### Dataset records
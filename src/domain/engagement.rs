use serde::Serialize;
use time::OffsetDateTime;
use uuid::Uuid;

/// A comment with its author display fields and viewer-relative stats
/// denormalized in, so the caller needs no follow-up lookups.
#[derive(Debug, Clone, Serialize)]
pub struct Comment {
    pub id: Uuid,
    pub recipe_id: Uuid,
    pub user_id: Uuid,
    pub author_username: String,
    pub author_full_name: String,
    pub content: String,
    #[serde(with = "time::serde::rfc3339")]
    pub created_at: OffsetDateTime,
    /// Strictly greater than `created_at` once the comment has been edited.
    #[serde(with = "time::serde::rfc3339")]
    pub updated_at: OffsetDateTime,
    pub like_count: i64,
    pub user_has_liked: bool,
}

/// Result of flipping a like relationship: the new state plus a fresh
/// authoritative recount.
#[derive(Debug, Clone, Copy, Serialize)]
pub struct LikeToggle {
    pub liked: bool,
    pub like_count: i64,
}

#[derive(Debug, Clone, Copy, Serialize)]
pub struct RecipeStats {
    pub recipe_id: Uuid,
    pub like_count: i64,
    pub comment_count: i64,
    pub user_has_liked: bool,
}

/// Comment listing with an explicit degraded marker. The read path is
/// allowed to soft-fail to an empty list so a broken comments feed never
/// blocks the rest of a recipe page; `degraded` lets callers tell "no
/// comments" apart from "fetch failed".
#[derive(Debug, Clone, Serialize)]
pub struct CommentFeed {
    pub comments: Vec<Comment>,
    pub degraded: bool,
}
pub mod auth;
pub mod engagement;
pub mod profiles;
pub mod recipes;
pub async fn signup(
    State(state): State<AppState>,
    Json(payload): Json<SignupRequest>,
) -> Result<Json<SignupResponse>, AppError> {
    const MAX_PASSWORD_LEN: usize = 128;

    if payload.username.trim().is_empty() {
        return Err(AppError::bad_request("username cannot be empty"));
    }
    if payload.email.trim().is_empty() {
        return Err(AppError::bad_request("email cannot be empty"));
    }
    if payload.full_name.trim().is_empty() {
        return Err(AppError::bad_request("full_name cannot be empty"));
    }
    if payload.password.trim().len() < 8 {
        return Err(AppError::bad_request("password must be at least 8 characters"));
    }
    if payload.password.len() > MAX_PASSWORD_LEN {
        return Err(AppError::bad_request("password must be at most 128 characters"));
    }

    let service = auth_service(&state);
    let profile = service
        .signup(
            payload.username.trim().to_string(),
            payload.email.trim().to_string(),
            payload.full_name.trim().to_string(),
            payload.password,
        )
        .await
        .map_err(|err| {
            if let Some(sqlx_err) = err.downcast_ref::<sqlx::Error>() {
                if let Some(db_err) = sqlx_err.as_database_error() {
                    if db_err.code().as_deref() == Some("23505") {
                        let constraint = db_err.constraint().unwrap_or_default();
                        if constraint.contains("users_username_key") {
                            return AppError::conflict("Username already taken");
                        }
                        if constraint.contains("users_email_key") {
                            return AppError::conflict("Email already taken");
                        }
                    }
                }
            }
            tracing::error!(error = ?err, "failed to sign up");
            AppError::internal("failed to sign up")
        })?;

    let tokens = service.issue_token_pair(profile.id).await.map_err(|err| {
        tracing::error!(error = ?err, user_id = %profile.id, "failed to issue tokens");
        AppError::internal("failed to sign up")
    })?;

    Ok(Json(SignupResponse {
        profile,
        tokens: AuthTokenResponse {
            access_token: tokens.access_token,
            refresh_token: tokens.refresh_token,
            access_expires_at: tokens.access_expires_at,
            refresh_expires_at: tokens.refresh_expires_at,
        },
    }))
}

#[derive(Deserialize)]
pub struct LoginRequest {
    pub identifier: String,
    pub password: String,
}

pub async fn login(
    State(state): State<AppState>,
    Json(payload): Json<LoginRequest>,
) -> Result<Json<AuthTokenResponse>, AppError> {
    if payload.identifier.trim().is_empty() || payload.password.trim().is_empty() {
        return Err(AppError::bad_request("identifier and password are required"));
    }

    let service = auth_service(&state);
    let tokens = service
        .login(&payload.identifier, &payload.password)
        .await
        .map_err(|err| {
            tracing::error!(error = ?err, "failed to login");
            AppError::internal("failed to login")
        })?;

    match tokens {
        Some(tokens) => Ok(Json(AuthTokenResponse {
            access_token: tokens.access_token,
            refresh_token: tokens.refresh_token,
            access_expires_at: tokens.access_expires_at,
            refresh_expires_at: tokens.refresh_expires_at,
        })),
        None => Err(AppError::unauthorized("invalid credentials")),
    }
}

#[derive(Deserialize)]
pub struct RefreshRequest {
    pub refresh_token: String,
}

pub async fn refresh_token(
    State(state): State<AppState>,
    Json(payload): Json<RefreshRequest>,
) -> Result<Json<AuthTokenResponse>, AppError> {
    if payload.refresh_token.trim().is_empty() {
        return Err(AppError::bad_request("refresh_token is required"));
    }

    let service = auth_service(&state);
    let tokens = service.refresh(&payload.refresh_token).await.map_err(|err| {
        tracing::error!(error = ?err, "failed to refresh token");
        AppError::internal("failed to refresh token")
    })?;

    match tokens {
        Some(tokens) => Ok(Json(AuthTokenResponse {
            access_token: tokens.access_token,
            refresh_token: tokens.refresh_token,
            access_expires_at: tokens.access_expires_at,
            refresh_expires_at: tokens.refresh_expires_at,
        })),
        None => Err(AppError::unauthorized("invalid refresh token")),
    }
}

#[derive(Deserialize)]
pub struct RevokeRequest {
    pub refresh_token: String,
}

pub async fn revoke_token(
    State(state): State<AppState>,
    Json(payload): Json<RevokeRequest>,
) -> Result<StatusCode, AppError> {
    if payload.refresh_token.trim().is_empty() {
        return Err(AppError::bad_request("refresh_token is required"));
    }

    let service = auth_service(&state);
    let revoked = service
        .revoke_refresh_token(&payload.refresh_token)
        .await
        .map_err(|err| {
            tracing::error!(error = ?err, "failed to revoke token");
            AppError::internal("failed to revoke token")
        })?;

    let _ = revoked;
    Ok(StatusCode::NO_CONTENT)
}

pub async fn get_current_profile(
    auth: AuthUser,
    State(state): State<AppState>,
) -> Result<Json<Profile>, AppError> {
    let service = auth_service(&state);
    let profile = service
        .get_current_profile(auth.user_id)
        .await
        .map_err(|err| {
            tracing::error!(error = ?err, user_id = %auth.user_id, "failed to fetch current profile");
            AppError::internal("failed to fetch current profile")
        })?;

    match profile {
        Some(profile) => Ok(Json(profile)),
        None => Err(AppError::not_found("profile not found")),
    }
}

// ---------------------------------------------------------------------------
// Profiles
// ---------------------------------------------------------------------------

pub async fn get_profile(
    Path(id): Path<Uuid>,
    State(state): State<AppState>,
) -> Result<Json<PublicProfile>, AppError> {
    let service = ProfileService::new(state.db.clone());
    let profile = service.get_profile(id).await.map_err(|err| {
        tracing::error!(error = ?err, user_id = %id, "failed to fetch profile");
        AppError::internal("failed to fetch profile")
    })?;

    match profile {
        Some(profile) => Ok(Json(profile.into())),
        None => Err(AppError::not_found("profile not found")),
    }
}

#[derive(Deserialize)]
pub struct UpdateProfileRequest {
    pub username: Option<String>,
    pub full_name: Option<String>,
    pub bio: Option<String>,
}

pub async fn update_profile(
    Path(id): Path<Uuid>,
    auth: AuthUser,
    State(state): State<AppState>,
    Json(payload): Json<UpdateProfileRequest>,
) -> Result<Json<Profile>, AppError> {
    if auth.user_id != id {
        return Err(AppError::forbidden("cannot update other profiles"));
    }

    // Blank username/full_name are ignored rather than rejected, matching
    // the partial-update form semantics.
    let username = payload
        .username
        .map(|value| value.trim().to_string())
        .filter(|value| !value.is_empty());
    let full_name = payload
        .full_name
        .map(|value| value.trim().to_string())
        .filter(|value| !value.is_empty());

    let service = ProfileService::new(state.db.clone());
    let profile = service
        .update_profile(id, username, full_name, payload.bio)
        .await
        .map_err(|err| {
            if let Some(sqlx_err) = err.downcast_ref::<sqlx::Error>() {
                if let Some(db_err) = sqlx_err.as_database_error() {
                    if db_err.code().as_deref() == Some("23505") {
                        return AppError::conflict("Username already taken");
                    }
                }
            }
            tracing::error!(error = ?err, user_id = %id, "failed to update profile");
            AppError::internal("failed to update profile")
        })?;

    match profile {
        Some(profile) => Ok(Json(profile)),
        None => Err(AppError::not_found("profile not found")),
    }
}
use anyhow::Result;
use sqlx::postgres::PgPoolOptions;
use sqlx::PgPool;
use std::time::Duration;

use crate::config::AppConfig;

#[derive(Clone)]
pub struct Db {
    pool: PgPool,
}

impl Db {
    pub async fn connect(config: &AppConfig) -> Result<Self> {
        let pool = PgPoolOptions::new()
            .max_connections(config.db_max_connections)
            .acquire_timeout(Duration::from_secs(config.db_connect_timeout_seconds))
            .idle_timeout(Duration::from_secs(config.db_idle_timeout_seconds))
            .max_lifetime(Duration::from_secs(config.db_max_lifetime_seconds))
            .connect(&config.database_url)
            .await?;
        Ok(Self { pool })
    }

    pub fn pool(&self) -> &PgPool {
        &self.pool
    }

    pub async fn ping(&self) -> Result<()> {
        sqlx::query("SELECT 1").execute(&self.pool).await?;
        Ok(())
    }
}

### What you need to do
Copy out every line in the entries above that holds "with".

### Answer area
/// A comment with its author display fields and viewer-relative stats
    #[serde(with = "time::serde::rfc3339")]
    #[serde(with = "time::serde::rfc3339")]
/// Comment listing with an explicit degraded marker. The read path is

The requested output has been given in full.